--- WORK ITEM ---
Search the material below for the string "format" and extract each line that has it.

--- EXTRACTED RECORDS ---

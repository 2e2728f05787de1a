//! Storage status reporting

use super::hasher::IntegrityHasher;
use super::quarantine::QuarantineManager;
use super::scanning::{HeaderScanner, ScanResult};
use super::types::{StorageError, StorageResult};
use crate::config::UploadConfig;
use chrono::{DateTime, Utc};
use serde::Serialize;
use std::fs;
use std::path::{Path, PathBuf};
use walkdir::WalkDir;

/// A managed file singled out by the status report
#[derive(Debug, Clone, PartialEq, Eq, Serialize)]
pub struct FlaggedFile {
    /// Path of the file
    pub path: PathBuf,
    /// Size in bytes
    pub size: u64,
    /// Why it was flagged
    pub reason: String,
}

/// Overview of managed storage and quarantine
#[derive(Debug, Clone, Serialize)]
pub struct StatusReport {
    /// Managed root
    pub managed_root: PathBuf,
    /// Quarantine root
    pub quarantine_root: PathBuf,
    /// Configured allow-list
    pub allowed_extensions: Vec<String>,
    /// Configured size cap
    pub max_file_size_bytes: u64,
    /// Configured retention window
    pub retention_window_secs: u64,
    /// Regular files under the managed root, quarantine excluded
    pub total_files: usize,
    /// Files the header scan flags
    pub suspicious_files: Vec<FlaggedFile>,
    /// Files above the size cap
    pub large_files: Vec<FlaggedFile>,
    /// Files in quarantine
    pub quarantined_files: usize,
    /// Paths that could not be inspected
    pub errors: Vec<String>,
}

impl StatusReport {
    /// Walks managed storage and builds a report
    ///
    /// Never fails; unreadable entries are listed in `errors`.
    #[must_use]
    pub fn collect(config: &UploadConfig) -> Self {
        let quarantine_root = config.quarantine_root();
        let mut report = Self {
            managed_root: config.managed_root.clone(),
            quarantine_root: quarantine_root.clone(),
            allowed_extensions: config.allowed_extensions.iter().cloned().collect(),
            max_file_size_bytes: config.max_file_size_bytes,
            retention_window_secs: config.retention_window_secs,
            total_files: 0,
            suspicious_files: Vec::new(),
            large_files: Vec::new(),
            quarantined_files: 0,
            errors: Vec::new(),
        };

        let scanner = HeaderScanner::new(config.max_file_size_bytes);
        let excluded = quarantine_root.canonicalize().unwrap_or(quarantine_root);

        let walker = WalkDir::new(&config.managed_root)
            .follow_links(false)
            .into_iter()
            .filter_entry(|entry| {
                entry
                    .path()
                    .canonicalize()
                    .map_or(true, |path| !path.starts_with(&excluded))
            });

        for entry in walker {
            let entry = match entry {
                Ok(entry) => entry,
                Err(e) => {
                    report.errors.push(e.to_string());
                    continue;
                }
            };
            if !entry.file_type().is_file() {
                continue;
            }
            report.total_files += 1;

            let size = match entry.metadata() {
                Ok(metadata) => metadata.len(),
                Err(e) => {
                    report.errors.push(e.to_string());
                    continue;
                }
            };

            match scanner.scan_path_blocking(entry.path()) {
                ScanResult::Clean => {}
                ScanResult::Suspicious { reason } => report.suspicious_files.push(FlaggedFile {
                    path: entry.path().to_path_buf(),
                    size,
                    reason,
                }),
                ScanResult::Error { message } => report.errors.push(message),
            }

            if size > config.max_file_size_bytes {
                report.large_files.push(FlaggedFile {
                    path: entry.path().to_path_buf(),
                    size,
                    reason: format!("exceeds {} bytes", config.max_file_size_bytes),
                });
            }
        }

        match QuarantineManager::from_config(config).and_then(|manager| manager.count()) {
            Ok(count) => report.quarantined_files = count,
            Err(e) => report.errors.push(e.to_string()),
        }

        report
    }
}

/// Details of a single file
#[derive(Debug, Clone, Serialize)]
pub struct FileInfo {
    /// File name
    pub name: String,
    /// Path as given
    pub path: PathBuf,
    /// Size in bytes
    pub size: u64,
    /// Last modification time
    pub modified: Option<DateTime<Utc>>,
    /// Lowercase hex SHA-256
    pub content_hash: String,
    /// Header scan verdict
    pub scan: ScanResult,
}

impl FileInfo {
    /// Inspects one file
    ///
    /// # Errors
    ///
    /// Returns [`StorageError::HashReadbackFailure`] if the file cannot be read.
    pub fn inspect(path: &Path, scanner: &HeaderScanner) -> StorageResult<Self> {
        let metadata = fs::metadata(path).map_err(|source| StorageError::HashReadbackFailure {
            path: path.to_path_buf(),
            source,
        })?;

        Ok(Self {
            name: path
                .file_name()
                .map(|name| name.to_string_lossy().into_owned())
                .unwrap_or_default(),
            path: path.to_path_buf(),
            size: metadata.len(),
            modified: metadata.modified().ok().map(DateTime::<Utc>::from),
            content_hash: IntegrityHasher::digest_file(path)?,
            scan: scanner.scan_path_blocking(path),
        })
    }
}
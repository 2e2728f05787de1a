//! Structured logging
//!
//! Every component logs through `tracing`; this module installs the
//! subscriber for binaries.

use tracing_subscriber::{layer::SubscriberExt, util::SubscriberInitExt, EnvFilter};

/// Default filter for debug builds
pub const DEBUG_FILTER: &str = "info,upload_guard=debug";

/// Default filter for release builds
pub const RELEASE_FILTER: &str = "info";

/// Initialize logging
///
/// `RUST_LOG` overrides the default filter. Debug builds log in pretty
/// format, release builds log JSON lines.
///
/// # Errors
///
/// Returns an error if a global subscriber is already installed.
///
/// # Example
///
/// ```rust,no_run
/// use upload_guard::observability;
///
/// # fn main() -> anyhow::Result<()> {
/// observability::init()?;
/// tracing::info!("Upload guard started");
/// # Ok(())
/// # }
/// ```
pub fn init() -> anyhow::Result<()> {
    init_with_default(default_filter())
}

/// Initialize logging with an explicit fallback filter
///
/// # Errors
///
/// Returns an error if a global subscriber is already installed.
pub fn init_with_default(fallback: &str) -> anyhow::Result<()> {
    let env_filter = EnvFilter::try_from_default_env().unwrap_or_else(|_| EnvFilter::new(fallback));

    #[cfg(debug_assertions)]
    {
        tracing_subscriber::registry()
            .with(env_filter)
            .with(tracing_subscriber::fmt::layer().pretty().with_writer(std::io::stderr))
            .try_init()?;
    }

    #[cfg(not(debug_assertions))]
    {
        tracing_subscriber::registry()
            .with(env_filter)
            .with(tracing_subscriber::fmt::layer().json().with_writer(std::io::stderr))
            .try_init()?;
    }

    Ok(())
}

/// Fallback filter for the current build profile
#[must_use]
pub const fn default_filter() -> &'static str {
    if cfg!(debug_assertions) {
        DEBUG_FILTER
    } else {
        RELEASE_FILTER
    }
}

--- TASK RESULT ---
                    reason: format!("exceeds {} bytes", config.max_file_size_bytes),
/// format, release builds log JSON lines.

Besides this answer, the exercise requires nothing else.